> _WHAT IS NEEDED_
Scan the records below. Copy every line in which the word "stray" appears.

> _SUPPLIED RECORDS_
★ ★ ★
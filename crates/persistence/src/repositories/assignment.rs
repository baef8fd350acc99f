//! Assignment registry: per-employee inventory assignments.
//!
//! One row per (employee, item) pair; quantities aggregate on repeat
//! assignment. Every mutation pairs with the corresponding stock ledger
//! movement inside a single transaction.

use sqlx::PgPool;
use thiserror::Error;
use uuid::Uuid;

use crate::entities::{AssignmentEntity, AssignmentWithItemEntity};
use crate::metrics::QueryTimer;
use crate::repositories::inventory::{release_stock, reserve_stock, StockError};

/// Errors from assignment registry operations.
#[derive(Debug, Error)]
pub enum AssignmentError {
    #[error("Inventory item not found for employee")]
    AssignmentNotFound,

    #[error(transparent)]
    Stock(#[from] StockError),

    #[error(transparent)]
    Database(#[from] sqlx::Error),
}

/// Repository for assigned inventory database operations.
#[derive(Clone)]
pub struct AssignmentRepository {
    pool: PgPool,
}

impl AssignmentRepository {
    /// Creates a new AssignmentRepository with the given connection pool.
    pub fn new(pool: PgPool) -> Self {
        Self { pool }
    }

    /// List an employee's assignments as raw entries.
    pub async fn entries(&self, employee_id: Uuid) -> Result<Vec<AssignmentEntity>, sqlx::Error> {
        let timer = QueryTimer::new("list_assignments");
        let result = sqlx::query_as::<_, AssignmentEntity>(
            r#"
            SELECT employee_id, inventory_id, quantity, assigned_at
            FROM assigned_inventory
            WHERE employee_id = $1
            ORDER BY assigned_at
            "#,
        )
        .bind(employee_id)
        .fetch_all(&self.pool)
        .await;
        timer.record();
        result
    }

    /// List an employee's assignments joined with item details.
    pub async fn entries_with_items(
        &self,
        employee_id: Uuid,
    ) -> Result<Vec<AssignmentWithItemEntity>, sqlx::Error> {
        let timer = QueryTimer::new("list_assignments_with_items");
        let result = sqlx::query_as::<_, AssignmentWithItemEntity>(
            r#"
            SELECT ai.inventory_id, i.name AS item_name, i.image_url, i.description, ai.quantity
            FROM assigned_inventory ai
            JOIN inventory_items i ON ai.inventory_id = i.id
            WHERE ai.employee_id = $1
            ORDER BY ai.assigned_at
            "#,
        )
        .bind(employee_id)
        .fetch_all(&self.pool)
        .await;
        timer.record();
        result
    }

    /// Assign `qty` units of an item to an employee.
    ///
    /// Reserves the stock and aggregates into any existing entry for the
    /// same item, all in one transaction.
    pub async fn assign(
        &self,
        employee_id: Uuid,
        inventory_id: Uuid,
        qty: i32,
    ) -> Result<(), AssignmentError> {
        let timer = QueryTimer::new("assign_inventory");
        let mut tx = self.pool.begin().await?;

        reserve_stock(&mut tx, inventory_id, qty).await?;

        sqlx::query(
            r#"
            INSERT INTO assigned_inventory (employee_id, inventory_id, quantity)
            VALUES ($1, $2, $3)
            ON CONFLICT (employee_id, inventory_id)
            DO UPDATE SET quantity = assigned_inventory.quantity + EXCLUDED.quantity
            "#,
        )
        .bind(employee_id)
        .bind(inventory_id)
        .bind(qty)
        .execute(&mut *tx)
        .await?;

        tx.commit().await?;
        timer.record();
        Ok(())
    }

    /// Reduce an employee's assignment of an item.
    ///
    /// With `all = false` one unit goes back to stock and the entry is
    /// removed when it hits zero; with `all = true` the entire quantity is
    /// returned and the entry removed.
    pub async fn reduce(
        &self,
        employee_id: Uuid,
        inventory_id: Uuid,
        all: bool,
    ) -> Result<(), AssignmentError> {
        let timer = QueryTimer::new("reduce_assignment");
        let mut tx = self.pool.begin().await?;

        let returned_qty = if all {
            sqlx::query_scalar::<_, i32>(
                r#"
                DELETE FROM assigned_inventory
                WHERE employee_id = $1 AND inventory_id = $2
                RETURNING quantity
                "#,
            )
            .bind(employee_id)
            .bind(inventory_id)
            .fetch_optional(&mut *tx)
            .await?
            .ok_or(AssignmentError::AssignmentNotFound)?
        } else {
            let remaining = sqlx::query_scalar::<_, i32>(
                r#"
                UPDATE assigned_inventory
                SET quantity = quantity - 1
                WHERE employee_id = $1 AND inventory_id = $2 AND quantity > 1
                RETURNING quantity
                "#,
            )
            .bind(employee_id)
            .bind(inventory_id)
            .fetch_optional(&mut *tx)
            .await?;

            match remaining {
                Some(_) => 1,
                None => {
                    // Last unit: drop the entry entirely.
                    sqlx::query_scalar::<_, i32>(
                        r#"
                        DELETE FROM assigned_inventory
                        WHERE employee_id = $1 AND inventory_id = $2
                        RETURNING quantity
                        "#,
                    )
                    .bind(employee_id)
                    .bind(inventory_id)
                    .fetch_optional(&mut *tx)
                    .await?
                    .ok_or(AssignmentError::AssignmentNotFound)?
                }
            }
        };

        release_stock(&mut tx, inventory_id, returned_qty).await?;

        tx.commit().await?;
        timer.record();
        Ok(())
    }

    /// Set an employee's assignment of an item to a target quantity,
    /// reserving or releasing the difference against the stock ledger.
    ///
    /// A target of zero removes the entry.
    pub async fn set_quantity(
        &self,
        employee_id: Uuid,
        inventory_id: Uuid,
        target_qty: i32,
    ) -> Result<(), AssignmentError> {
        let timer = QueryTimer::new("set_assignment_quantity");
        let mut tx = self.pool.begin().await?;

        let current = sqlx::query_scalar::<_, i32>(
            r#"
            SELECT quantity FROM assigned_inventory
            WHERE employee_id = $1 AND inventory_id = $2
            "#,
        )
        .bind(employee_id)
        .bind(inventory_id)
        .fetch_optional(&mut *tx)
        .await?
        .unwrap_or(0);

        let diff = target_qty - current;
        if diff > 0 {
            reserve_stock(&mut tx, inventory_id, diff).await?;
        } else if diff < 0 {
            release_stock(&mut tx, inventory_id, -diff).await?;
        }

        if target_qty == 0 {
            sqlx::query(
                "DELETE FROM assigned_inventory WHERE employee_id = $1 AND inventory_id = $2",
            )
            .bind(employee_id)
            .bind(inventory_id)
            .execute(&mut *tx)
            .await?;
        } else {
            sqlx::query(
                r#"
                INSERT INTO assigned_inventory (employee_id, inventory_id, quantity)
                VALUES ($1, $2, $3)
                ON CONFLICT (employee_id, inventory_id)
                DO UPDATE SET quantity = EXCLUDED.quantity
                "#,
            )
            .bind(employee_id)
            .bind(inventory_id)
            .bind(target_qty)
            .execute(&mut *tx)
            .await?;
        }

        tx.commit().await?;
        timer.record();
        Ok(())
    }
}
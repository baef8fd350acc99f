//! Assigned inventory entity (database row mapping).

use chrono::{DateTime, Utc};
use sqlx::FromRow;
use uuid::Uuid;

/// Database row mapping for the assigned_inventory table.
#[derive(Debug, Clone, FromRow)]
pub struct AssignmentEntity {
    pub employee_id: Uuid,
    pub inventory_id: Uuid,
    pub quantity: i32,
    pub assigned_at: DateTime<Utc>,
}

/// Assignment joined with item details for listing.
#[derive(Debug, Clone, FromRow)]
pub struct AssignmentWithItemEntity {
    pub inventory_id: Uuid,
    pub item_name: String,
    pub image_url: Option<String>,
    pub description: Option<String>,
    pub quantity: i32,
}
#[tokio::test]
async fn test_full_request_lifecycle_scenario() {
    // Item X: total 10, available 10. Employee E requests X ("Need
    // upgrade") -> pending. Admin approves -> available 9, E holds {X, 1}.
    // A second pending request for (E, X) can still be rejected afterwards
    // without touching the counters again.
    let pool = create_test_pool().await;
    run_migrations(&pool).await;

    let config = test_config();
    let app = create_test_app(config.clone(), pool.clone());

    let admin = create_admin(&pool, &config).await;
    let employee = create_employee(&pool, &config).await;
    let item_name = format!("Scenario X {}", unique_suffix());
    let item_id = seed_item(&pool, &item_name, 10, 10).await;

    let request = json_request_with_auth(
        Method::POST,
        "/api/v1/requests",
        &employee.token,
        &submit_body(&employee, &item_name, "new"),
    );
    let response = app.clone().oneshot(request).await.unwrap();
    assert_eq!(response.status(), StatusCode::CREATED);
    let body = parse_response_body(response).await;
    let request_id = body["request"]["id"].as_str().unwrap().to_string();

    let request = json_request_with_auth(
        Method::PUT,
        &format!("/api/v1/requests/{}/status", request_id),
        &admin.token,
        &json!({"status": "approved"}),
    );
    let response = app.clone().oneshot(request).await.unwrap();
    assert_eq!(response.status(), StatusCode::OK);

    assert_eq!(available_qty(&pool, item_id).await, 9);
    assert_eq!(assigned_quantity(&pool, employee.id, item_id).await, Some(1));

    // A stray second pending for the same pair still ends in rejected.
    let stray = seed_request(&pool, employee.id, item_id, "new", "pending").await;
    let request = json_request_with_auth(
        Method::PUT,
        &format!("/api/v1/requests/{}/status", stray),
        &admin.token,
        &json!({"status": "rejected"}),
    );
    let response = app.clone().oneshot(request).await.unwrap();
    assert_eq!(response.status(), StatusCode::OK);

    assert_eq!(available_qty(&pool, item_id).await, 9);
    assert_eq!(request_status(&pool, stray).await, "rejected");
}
★ ★ ★
> _EXERCISE ANSWER_
    // A stray second pending for the same pair still ends in rejected.
    let stray = seed_request(&pool, employee.id, item_id, "new", "pending").await;
        &format!("/api/v1/requests/{}/status", stray),
    assert_eq!(request_status(&pool, stray).await, "rejected");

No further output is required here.